Taormina. Palazzo Corvaja in rovina, urgono interventi

TAORMINA – Che fine ha fatto il progetto di richiedere per Taormina una legge speciale, un intervento del tutto straordinario da utilizzare per recuperare il centro storico ed il patrimonio artistico? Ne hanno parlato, in campagna elettorale, l’attuale maggioranza ed anche i gruppi che oggi costituiscono la minoranza consiliare. Non si vedono, per il momento, iniziative in questo settore.
Intanto, le ultime, insistenti ed abbondanti piogge, hanno provocato nuovi danni al Palazzo Corvaja. E’ stato accertato dall’Ufficio Tecnico comunale che ha confermato il monumento nell’elenco delle emergenze. A Palazzo Corvaja, quindi, sarà spesa una parte di quanto stanziato dal Comune dopo le recenti giornate di pioggia. Un finanziamento totale di 170 mila euro. Questo vuol dire che il Palazzo, che fu sede del primo Parlamento Siciliano, e che, quindi, è da considerare un simbolo per l’intera Sicilia, saranno destinate solo poche decine di migliaia di euro. Il resto dello stanziamento è destinato a strade, piazze, lungomare di Mazzeo, smottamenti a Villagonia danneggiati dal maltempo. In questa maniera, però, per Palazzo Corvaja si possono finanziare solo interventi tampone. Con le casse comunali non si può fare di più. Questo vuol dire che al monumento potrà essere riservato un trattamento irrisorio. Qualche tocco qua e la e nulla più, forse la sistemazione di una guaina  per evitare ulteriori infiltrazioni d’acqua. Intanto, però, all’interno del Palazzo i danni sono ingentissimi.
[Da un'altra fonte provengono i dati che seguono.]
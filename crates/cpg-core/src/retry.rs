//! Retry controller
//!
//! State machine per request:
//! `START -> GENERATE -> VALIDATE -> DONE | GENERATE | DONE_WITH_ISSUES`
//!
//! - attempts run sequentially; `max_retries = N` allows `max(N, 1)` attempts
//! - request caches are invalidated before every attempt after the first
//! - an error or panic while generating or validating counts as a failed
//!   attempt; on the final attempt its message is the terminal issue
//! - an error that [`PipelineError::is_retryable`] rejects ends the run at
//!   once with its message as the terminal issue
//! - every attempt's [`ValidationReport`] is kept

use crate::cache::{CacheScope, RequestCache};
use crate::error::PipelineError;
use cpg_audit::QualityAuditor;
use cpg_model::{AccountContext, ContentPlan, ValidationReport};
use futures::FutureExt;
use serde::Serialize;
use std::any::Any;
use std::future::Future;
use std::panic::AssertUnwindSafe;
use tracing::{info, info_span, warn, Instrument};

/// Issues of a failed attempt, passed to the next one
#[derive(Debug, Clone, PartialEq, Eq, Serialize)]
pub struct AttemptFeedback {
    /// Attempt that produced these issues
    pub attempt: u32,
    pub issues: Vec<String>,
}

/// What the generate step receives
#[derive(Debug, Clone, PartialEq, Eq)]
pub struct AttemptRequest {
    /// 1-based attempt number
    pub attempt: u32,
    /// Previous attempt's issues; `None` on the first attempt
    pub feedback: Option<AttemptFeedback>,
}

/// Terminal state of a retry run
#[derive(Debug, Clone)]
pub enum RunOutcome {
    /// Audit passed
    Verified {
        plan: ContentPlan,
        attempts_used: u32,
        reports: Vec<ValidationReport>,
    },
    /// Budget spent without a passing audit
    Exhausted {
        /// Last plan any attempt produced, kept for diagnostics
        plan: Option<ContentPlan>,
        /// Issues of the final attempt
        issues: Vec<String>,
        attempts_used: u32,
        reports: Vec<ValidationReport>,
    },
}

impl RunOutcome {
    #[inline]
    #[must_use]
    pub fn is_verified(&self) -> bool {
        matches!(self, Self::Verified { .. })
    }

    #[must_use]
    pub fn attempts_used(&self) -> u32 {
        match self {
            Self::Verified { attempts_used, .. } | Self::Exhausted { attempts_used, .. } => {
                *attempts_used
            }
        }
    }

    /// Issues of the terminal attempt (empty when verified)
    #[must_use]
    pub fn issues(&self) -> &[String] {
        match self {
            Self::Verified { .. } => &[],
            Self::Exhausted { issues, .. } => issues,
        }
    }

    #[must_use]
    pub fn reports(&self) -> &[ValidationReport] {
        match self {
            Self::Verified { reports, .. } | Self::Exhausted { reports, .. } => reports,
        }
    }
}

/// Drives generate/validate cycles under a retry budget
#[derive(Debug, Clone)]
pub struct RetryController {
    auditor: QualityAuditor,
    cache: RequestCache,
    max_retries: u32,
}

impl RetryController {
    #[must_use]
    pub fn new(auditor: QualityAuditor, cache: RequestCache, max_retries: u32) -> Self {
        Self {
            auditor,
            cache,
            max_retries,
        }
    }

    /// Attempts this controller will make at most
    #[inline]
    #[must_use]
    pub fn max_attempts(&self) -> u32 {
        self.max_retries.max(1)
    }

    /// Run the loop; `generate` builds a fresh plan for each attempt
    pub async fn run<F, Fut>(&self, context: &AccountContext, mut generate: F) -> RunOutcome
    where
        F: FnMut(AttemptRequest) -> Fut,
        Fut: Future<Output = Result<ContentPlan, PipelineError>>,
    {
        let max_attempts = self.max_attempts();
        let mut reports: Vec<ValidationReport> = Vec::with_capacity(max_attempts as usize);
        let mut last_plan = None;

        for attempt in 1..=max_attempts {
            let feedback = reports.last().map(|r: &ValidationReport| AttemptFeedback {
                attempt: r.attempt_number,
                issues: r.issues.clone(),
            });
            if attempt > 1 {
                self.cache.invalidate(CacheScope::All).await;
                info!(attempt, epoch = self.cache.epoch(), "caches invalidated before retry");
            }

            let span = info_span!("attempt", attempt, max_attempts);
            let generated = AssertUnwindSafe(generate(AttemptRequest { attempt, feedback }))
                .catch_unwind()
                .instrument(span.clone())
                .await;

            let mut permanent = false;
            let report = match generated {
                Ok(Ok(plan)) => {
                    let audited = std::panic::catch_unwind(AssertUnwindSafe(|| {
                        self.auditor.audit(&plan, context)
                    }));
                    match audited {
                        Ok(report) => {
                            let report = ValidationReport {
                                attempt_number: attempt,
                                ..report
                            };
                            if report.passed {
                                span.in_scope(|| info!("attempt verified"));
                                reports.push(report);
                                return RunOutcome::Verified {
                                    plan,
                                    attempts_used: attempt,
                                    reports,
                                };
                            }
                            last_plan = Some(plan);
                            report
                        }
                        Err(panic) => ValidationReport::errored(
                            attempt,
                            format!("VALIDATION ERROR: {}", panic_message(panic.as_ref())),
                        ),
                    }
                }
                Ok(Err(error)) => {
                    permanent = !error.is_retryable();
                    ValidationReport::errored(attempt, format!("GENERATION ERROR: {error}"))
                }
                Err(panic) => ValidationReport::errored(
                    attempt,
                    format!(
                        "GENERATION ERROR: {}",
                        PipelineError::Panicked(panic_message(panic.as_ref()))
                    ),
                ),
            };

            span.in_scope(|| {
                warn!(issues = report.issues.len(), "attempt failed validation");
                for issue in &report.issues {
                    warn!(%issue, "validation issue");
                }
            });
            reports.push(report);

            if permanent {
                warn!(attempt, "error is not retryable; stopping");
                return Self::exhausted(last_plan, attempt, reports);
            }
        }

        warn!(attempts = max_attempts, "retry budget exhausted");
        Self::exhausted(last_plan, max_attempts, reports)
    }

    fn exhausted(
        plan: Option<ContentPlan>,
        attempts_used: u32,
        reports: Vec<ValidationReport>,
    ) -> RunOutcome {
        let issues = reports.last().map(|r| r.issues.clone()).unwrap_or_default();
        RunOutcome::Exhausted {
            plan,
            issues,
            attempts_used,
            reports,
        }
    }
}

fn panic_message(panic: &(dyn Any + Send)) -> String {
    panic
        .downcast_ref::<&str>()
        .map(ToString::to_string)
        .or_else(|| panic.downcast_ref::<String>().cloned())
        .unwrap_or_else(|| "unknown panic".to_string())
}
Sono andati parzialmente perduti affreschi e decorazioni: nella sala del Parlamento sono evidenti spaventose chiazze di umidità.
Palazzo Corvaja, di conseguenza, avrebbe necessità di un completo restauro progettato ed eseguito da esperti. Sono auspicabili, quindi, interventi straordinari che, nel caso specifico, toccano alla Regione ed alla Soprintendenza ai Beni Culturali ed Architettonici. Ma di questi fatti, ancora, nessuno si occupa.
Le condizioni, precarie, del Palazzo sono note da anni. Esiste anche una nota della Soprintendenza per puntualizzare la situazione dell’immobile. Malgrado ciò, sinora, non sono stati previsti interventi risolutivi. Come dimostra l’ultimo intervento di Palazzo dei Giurati, si va avanti con piccoli (forse inutili) interventi.
Nel frattempo, i tecnici comunali hanno accertato danni anche alla Torre dell’Orologio, costruzione del 1600 che troneggia proprio al centro della città, in piazza IX Aprile, il belvedere di Taormina.